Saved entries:
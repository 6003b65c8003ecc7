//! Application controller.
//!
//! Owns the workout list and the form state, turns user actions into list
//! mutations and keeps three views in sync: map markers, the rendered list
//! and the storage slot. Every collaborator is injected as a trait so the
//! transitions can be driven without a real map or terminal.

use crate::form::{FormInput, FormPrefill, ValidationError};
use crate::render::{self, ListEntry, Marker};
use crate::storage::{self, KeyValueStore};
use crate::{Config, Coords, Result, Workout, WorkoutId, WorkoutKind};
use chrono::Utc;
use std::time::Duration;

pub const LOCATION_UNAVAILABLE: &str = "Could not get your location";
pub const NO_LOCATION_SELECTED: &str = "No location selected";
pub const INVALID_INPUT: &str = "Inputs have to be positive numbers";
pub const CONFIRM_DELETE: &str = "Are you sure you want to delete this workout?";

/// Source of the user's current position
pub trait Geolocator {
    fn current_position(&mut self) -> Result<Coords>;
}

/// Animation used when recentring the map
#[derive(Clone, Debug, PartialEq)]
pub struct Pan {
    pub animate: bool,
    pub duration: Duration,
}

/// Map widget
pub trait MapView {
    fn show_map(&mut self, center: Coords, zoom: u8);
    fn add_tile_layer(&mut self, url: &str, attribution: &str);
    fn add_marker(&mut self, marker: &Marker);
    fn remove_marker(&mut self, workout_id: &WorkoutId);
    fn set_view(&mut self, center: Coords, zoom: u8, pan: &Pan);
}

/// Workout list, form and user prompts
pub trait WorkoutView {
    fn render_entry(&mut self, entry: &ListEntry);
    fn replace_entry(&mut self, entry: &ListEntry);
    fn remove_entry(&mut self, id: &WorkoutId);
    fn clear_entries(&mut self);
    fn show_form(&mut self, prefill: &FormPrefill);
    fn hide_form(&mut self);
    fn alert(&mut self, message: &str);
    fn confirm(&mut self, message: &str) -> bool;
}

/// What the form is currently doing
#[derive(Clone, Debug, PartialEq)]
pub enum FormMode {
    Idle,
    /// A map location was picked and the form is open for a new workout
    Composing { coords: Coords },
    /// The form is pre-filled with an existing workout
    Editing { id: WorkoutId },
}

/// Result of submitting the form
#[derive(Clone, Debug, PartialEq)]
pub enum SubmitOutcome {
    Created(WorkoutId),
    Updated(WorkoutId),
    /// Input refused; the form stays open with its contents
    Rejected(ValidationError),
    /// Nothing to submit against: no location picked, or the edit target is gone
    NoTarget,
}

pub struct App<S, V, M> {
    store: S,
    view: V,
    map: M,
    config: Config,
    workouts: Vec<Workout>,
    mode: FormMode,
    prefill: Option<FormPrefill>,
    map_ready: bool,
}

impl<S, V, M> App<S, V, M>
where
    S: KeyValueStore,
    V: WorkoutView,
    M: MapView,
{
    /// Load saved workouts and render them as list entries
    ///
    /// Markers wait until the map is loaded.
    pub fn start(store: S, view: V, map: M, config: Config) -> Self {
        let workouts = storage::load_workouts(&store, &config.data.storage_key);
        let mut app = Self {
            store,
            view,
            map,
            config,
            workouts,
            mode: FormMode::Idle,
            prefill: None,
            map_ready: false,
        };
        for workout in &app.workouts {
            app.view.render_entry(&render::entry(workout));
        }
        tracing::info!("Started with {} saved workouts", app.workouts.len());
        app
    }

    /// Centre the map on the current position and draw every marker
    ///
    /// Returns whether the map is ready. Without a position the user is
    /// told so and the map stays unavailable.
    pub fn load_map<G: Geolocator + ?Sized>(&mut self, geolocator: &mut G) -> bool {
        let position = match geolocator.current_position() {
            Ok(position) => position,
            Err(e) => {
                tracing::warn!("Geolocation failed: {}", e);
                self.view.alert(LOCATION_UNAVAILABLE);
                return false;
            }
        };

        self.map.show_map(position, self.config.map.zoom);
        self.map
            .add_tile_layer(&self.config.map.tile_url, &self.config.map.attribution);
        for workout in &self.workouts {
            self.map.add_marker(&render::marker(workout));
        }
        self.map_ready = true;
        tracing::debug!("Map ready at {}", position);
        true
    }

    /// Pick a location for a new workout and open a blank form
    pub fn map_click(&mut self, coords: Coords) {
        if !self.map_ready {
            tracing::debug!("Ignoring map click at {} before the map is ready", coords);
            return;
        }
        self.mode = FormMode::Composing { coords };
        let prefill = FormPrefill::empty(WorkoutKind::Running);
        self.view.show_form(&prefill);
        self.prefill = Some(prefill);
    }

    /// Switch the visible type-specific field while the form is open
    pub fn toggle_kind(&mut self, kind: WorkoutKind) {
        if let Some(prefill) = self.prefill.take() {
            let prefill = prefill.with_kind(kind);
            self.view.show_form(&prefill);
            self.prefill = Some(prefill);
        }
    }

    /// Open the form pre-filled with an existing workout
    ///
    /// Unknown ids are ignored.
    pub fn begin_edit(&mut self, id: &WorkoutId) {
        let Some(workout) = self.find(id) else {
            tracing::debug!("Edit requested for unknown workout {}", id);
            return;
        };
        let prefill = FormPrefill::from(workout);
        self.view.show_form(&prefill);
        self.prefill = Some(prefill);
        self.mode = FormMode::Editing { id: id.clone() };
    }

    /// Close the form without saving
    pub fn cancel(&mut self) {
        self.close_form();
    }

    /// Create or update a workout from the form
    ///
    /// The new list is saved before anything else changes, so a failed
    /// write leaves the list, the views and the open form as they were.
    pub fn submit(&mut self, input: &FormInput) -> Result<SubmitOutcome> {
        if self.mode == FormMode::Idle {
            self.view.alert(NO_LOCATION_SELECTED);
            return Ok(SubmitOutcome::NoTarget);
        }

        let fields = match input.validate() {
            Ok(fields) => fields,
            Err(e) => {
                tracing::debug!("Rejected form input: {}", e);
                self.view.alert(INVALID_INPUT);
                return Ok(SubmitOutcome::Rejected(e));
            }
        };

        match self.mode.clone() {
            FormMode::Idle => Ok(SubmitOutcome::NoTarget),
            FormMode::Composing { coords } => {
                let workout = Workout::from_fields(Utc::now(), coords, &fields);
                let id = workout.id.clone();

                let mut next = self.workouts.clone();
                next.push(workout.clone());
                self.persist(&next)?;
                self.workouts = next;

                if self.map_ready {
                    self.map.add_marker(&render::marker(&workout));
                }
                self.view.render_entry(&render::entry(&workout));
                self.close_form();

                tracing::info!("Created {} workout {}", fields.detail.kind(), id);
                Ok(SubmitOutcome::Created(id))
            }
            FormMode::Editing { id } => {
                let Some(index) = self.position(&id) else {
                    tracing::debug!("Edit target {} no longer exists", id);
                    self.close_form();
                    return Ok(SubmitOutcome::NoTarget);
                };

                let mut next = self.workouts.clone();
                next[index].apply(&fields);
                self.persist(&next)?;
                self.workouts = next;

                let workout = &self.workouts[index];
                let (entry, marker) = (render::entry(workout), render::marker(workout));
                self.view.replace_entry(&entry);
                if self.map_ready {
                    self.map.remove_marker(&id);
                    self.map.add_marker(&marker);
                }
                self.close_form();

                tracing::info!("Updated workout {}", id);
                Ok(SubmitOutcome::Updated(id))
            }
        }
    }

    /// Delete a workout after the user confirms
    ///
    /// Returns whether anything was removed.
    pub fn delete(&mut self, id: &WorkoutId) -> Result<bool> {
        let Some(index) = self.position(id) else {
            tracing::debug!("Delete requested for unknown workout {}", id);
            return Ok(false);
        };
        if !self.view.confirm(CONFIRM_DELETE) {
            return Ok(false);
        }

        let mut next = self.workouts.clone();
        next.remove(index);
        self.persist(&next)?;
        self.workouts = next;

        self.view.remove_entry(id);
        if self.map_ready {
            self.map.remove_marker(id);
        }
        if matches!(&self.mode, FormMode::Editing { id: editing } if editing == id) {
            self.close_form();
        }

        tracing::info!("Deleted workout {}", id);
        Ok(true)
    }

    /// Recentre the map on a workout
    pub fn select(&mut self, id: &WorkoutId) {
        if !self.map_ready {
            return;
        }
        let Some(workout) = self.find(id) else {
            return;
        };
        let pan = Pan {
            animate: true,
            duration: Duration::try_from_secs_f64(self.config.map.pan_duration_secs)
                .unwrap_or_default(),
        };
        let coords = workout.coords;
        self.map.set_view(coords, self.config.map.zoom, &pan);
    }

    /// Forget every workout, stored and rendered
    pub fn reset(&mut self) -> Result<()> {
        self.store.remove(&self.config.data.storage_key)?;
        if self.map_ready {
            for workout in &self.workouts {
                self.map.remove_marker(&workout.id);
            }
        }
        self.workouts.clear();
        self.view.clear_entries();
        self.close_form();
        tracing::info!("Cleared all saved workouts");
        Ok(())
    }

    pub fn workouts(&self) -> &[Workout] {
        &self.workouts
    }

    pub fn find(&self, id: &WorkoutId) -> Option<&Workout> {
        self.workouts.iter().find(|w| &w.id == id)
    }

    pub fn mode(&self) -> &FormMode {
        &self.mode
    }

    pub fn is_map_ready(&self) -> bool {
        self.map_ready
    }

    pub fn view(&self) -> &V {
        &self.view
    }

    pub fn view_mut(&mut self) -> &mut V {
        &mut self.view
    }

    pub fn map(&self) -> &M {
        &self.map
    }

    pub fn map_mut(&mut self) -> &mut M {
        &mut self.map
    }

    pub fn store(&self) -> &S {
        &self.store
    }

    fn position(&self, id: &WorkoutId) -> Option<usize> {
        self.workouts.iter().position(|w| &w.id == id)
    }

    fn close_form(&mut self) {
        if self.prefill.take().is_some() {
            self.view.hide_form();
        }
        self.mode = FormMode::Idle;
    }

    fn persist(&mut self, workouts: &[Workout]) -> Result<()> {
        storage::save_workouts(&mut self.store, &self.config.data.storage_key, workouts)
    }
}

---

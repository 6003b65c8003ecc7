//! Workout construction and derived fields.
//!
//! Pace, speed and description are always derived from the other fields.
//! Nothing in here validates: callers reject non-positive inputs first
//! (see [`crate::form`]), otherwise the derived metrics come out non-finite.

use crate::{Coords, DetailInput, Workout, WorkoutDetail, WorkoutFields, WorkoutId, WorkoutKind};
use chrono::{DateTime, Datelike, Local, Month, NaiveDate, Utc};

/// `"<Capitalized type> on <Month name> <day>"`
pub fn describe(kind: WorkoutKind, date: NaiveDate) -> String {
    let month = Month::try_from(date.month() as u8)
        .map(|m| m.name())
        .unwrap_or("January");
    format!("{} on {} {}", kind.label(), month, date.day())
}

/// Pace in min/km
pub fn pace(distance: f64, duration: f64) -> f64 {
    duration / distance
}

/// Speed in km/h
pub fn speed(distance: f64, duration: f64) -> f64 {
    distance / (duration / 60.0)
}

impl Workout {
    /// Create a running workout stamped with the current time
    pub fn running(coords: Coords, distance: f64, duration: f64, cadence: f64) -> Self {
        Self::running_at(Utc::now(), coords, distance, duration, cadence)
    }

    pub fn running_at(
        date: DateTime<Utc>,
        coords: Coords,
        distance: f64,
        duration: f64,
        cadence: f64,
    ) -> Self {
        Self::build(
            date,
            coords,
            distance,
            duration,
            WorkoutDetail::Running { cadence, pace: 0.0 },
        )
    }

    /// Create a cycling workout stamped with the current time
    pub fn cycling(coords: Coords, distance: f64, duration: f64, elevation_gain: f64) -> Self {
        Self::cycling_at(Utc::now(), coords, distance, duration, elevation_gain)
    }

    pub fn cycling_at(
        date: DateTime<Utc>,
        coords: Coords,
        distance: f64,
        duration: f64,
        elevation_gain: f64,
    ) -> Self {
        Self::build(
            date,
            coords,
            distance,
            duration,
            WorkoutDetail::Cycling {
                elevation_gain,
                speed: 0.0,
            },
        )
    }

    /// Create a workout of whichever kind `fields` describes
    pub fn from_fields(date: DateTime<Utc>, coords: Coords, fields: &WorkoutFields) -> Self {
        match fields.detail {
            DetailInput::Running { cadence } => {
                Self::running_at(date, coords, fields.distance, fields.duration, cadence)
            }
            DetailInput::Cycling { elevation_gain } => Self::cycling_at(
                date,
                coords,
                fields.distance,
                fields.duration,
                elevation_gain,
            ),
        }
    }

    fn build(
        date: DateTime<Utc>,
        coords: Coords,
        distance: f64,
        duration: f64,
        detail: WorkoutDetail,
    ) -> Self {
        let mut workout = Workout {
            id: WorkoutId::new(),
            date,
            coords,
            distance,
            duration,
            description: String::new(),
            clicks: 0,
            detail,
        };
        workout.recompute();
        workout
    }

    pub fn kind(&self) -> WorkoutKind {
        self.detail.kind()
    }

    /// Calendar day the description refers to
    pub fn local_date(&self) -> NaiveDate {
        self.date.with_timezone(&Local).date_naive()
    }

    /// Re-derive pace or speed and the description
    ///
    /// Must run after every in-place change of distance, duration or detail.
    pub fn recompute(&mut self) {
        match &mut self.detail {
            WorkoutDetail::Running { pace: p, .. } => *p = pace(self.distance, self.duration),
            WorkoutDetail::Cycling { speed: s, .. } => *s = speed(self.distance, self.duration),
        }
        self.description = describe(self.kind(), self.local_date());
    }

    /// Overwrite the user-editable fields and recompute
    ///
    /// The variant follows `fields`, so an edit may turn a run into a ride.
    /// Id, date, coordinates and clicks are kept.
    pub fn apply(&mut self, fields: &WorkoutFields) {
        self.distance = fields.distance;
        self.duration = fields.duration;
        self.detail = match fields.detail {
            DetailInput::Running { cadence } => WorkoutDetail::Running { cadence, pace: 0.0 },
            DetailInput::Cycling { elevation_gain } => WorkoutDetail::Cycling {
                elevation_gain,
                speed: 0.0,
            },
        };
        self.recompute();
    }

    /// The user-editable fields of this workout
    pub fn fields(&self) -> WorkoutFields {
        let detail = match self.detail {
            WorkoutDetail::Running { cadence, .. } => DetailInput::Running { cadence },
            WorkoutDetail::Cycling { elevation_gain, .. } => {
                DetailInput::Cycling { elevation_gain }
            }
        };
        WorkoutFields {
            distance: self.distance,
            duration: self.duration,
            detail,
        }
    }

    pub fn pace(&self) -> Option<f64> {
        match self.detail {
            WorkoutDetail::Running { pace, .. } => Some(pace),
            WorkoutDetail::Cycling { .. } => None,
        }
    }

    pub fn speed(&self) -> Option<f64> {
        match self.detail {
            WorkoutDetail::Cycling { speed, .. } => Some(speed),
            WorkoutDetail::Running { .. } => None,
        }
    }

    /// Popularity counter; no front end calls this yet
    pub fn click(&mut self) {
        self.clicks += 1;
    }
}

■ Exercise directions
Only the lines above from the one with "self.detail = match" through the one with "pub fn fields(&self)" should be duplicated, character for character.

■ Task output
        self.detail = match fields.detail {
            DetailInput::Running { cadence } => WorkoutDetail::Running { cadence, pace: 0.0 },
            DetailInput::Cycling { elevation_gain } => WorkoutDetail::Cycling {
                elevation_gain,
                speed: 0.0,
            },
        };
        self.recompute();
    }

    /// The user-editable fields of this workout
    pub fn fields(&self) -> WorkoutFields {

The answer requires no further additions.